- Required work -
All lines from the opening of the entries below through the line containing "cycle that has" must be output exactly as they appear, with no other lines.

—————

//! Owns the capture, detect, classify, annotate, present loop and its
//! lifecycle.
//!
//! Threads:
//!
//! ```text
//! caller ── start()/stop()
//!   pipeline-worker: source.next_frame → FrameCycle::process → publish
//!                                              │ (scoped classification pool)
//!   presenter:       display queue → DisplaySink::present
//!   event-recorder:  event queue   → SnapshotWriter + EventSink::record
//! ```
//!
//! The stop request is observed only between cycles, so a cycle that has
//! started always finishes. Stages have no timeouts: a capture device that
//! never returns from `next_frame` blocks the worker, and `stop()` then
//! blocks with it.
use std::sync::Arc;
use std::thread::JoinHandle;
use std::time::{Duration, Instant};

use crate::capture::domain::capture_config::CaptureConfig;
use crate::capture::domain::frame_source::FrameSource;
use crate::classification::domain::age_classifier::AgeClassifier;
use crate::classification::domain::gender_classifier::GenderClassifier;
use crate::detection::domain::face_detector::FaceDetector;
use crate::display::domain::display_sink::DisplaySink;
use crate::events::domain::event_sink::EventSink;
use crate::events::infrastructure::snapshot_writer::SnapshotWriter;
use crate::pipeline::face_classification::FaceClassifier;
use crate::pipeline::frame_cycle::FrameCycle;
use crate::pipeline::output_channels::{self, OutputConfig, OutputPublisher, OutputThreads};
use crate::pipeline::pipeline_logger::PipelineLogger;
use crate::pipeline::pipeline_state::{PipelineState, StateCell, StopHandle};
use crate::pipeline::pipeline_stats::{PipelineStats, StatsSnapshot};
use crate::rendering::annotation_renderer::AnnotationRenderer;
use crate::shared::error::{ShutdownError, StartupError};

/// Pause after a failed capture before the next attempt.
const CAPTURE_RETRY_DELAY: Duration = Duration::from_millis(100);

pub const DEFAULT_DISPLAY_QUEUE: usize = 2;
pub const DEFAULT_EVENT_QUEUE: usize = 64;

/// Everything the pipeline drives. Ownership moves into the controller and
/// from there into the worker and output threads on `start()`.
pub struct PipelineComponents {
    pub source: Box<dyn FrameSource>,
    pub detector: Box<dyn FaceDetector>,
    pub age_classifier: Box<dyn AgeClassifier>,
    pub gender_classifier: Box<dyn GenderClassifier>,
    pub renderer: AnnotationRenderer,
    pub display: Box<dyn DisplaySink>,
    pub events: Option<Box<dyn EventSink>>,
    /// Only used when `events` is set.
    pub snapshots: Option<SnapshotWriter>,
    pub logger: Box<dyn PipelineLogger>,
}

#[derive(Clone, Debug, PartialEq)]
pub struct ControllerOptions {
    pub capture: CaptureConfig,
    /// Upper bound on concurrent per-face classifications.
    pub classification_workers: usize,
    pub display_queue: usize,
    pub event_queue: usize,
}

impl Default for ControllerOptions {
    fn default() -> Self {
        Self {
            capture: CaptureConfig::default(),
            classification_workers: std::thread::available_parallelism()
                .map(|n| n.get())
                .unwrap_or(1),
            display_queue: DEFAULT_DISPLAY_QUEUE,
            event_queue: DEFAULT_EVENT_QUEUE,
        }
    }
}

/// Single-use controller: `Idle -> Running -> Stopping -> Stopped`.
///
/// `start()` from any state other than `Idle` fails with
/// [`StartupError::InvalidState`]. `stop()` always completes and is a
/// no-op once `Stopped`. Dropping a running controller stops it.
pub struct PipelineController {
    options: ControllerOptions,
    state: Arc<StateCell>,
    stats: Arc<PipelineStats>,
    components: Option<PipelineComponents>,
    worker: Option<JoinHandle<Result<(), ShutdownError>>>,
    outputs: Option<OutputThreads>,
}

impl PipelineController {
    pub fn new(components: PipelineComponents, options: ControllerOptions) -> Self {
        Self {
            options,
            state: Arc::new(StateCell::new(PipelineState::Idle)),
            stats: Arc::new(PipelineStats::default()),
            components: Some(components),
            worker: None,
            outputs: None,
        }
    }

    pub fn state(&self) -> PipelineState {
        self.state.load()
    }

    pub fn stats(&self) -> StatsSnapshot {
        self.stats.snapshot()
    }

    pub fn options(&self) -> &ControllerOptions {
        &self.options
    }

    pub fn stop_handle(&self) -> StopHandle {
        StopHandle::new(self.state.clone())
    }

    /// Opens the frame source on the calling thread and starts the worker.
    ///
    /// A source that cannot be opened leaves the controller `Idle` with its
    /// components intact.
    pub fn start(&mut self) -> Result<(), StartupError> {
        let state = self.state.load();
        if state != PipelineState::Idle {
            return Err(StartupError::InvalidState(state));
        }
        self.options.capture.validate()?;

        let mut components = self
            .components
            .take()
            .ok_or(StartupError::InvalidState(state))?;
        if let Err(e) = components.source.open(&self.options.capture) {
            self.components = Some(components);
            return Err(e);
        }
        let capture = &self.options.capture;
        log::info!(
            "Opened capture device {} at {} @ {} fps",
            capture.device,
            capture.video_size(),
            capture.fps
        );

        let PipelineComponents {
            mut source,
            detector,
            age_classifier,
            gender_classifier,
            renderer,
            display,
            events,
            snapshots,
            logger,
        } = components;

        let (publisher, threads) = match output_channels::spawn(
            display,
            events,
            snapshots,
            OutputConfig {
                display_queue: self.options.display_queue,
                event_queue: self.options.event_queue,
            },
            self.stats.clone(),
        ) {
            Ok(pair) => pair,
            Err(e) => {
                release_source(source.as_mut());
                self.state.store(PipelineState::Stopped);
                return Err(e);
            }
        };

        let classifier = FaceClassifier::new(
            age_classifier,
            gender_classifier,
            self.options.classification_workers,
        );
        let cycle = FrameCycle::new(detector, classifier, renderer);

        self.state.store(PipelineState::Running);
        let worker = std::thread::Builder::new()
            .name("pipeline-worker".into())
            .spawn({
                let state = self.state.clone();
                let stats = self.stats.clone();
                move || run_worker(source, cycle, publisher, logger, &state, &stats)
            });

        match worker {
            Ok(handle) => {
                self.worker = Some(handle);
                self.outputs = Some(threads);
                Ok(())
            }
            Err(source) => {
                self.state.store(PipelineState::Stopped);
                for e in threads.join() {
                    log::warn!("{e}");
                }
                Err(StartupError::Spawn {
                    name: "pipeline-worker",
                    source,
                })
            }
        }
    }

    /// Requests a stop, waits for the in-flight cycle, then releases the
    /// source and drains the output threads. Release failures are logged.
    pub fn stop(&mut self) {
        match self.state.load() {
            PipelineState::Stopped => return,
            PipelineState::Idle => {
                self.components = None;
                self.state.store(PipelineState::Stopped);
                log::info!("Pipeline stopped before it was started");
                return;
            }
            PipelineState::Running | PipelineState::Stopping => {}
        }

        self.state.store(PipelineState::Stopping);

        if let Some(worker) = self.worker.take() {
            match worker.join() {
                Ok(Ok(())) => {}
                Ok(Err(e)) => log::warn!("{e}"),
                Err(_) => log::warn!("{}", ShutdownError::ThreadPanicked("pipeline-worker")),
            }
        }
        if let Some(outputs) = self.outputs.take() {
            for e in outputs.join() {
                log::warn!("{e}");
            }
        }

        self.state.store(PipelineState::Stopped);
        let s = self.stats.snapshot();
        log::info!(
            "Pipeline stopped: {} frames, {} faces classified, {} capture failures, {} display updates dropped",
            s.frames_processed,
            s.faces_classified,
            s.capture_failures,
            s.display_dropped
        );
    }
}

impl Drop for PipelineController {
    fn drop(&mut self) {
        self.stop();
    }
}

fn run_worker(
    mut source: Box<dyn FrameSource>,
    mut cycle: FrameCycle,
    publisher: OutputPublisher,
    mut logger: Box<dyn PipelineLogger>,
    state: &StateCell,
    stats: &PipelineStats,
) -> Result<(), ShutdownError> {
    logger.info("Pipeline running");
    let mut completed: u64 = 0;

    while state.load() == PipelineState::Running {
        let t0 = Instant::now();
        let frame = match source.next_frame() {
            Ok(frame) => frame,
            Err(e) => {
                log::warn!("Capture failed, retrying next cycle: {e}");
                PipelineStats::incr(&stats.capture_failures);
                std::thread::sleep(CAPTURE_RETRY_DELAY);
                continue;
            }
        };
        logger.timing("capture", t0.elapsed().as_secs_f64() * 1000.0);

        let processed = cycle.process(&frame, logger.as_mut(), stats);
        publisher.publish(processed);

        completed += 1;
        PipelineStats::incr(&stats.frames_processed);
        logger.cycle(completed);
    }

    drop(publisher);
    logger.summary();
    source.close()
}

fn release_source(source: &mut dyn FrameSource) {
    if let Err(e) = source.close() {
        log::warn!("{e}");
    }
}
use std::sync::atomic::{AtomicU64, Ordering};

/// Running counters updated from the worker and output threads.
#[derive(Debug, Default)]
pub struct PipelineStats {
    pub(crate) frames_processed: AtomicU64,
    pub(crate) capture_failures: AtomicU64,
    pub(crate) detection_failures: AtomicU64,
    pub(crate) faces_detected: AtomicU64,
    pub(crate) faces_classified: AtomicU64,
    pub(crate) classification_failures: AtomicU64,
    pub(crate) display_presented: AtomicU64,
    pub(crate) display_dropped: AtomicU64,
    pub(crate) display_failures: AtomicU64,
    pub(crate) events_recorded: AtomicU64,
    pub(crate) events_dropped: AtomicU64,
    pub(crate) event_failures: AtomicU64,
}

/// Point-in-time copy of [`PipelineStats`].
#[derive(Clone, Copy, Debug, Default, PartialEq, Eq)]
pub struct StatsSnapshot {
    pub frames_processed: u64,
    pub capture_failures: u64,
    pub detection_failures: u64,
    pub faces_detected: u64,
    pub faces_classified: u64,
    pub classification_failures: u64,
    pub display_presented: u64,
    pub display_dropped: u64,
    pub display_failures: u64,
    pub events_recorded: u64,
    pub events_dropped: u64,
    pub event_failures: u64,
}

impl PipelineStats {
    pub(crate) fn add(counter: &AtomicU64, n: u64) {
        counter.fetch_add(n, Ordering::Relaxed);
    }

    pub(crate) fn incr(counter: &AtomicU64) {
        Self::add(counter, 1);
    }

    pub fn snapshot(&self) -> StatsSnapshot {
        let get = |c: &AtomicU64| c.load(Ordering::Relaxed);
        StatsSnapshot {
            frames_processed: get(&self.frames_processed),
            capture_failures: get(&self.capture_failures),
            detection_failures: get(&self.detection_failures),
            faces_detected: get(&self.faces_detected),
            faces_classified: get(&self.faces_classified),
            classification_failures: get(&self.classification_failures),
            display_presented: get(&self.display_presented),
            display_dropped: get(&self.display_dropped),
            display_failures: get(&self.display_failures),
            events_recorded: get(&self.events_recorded),
            events_dropped: get(&self.events_dropped),
            event_failures: get(&self.event_failures),
        }
    }
}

—————

- Output -
//! Owns the capture, detect, classify, annotate, present loop and its
//! lifecycle.
//!
//! Threads:
//!
//! ```text
//! caller ── start()/stop()
//!   pipeline-worker: source.next_frame → FrameCycle::process → publish
//!                                              │ (scoped classification pool)
//!   presenter:       display queue → DisplaySink::present
//!   event-recorder:  event queue   → SnapshotWriter + EventSink::record
//! ```
//!
//! The stop request is observed only between cycles, so a cycle that has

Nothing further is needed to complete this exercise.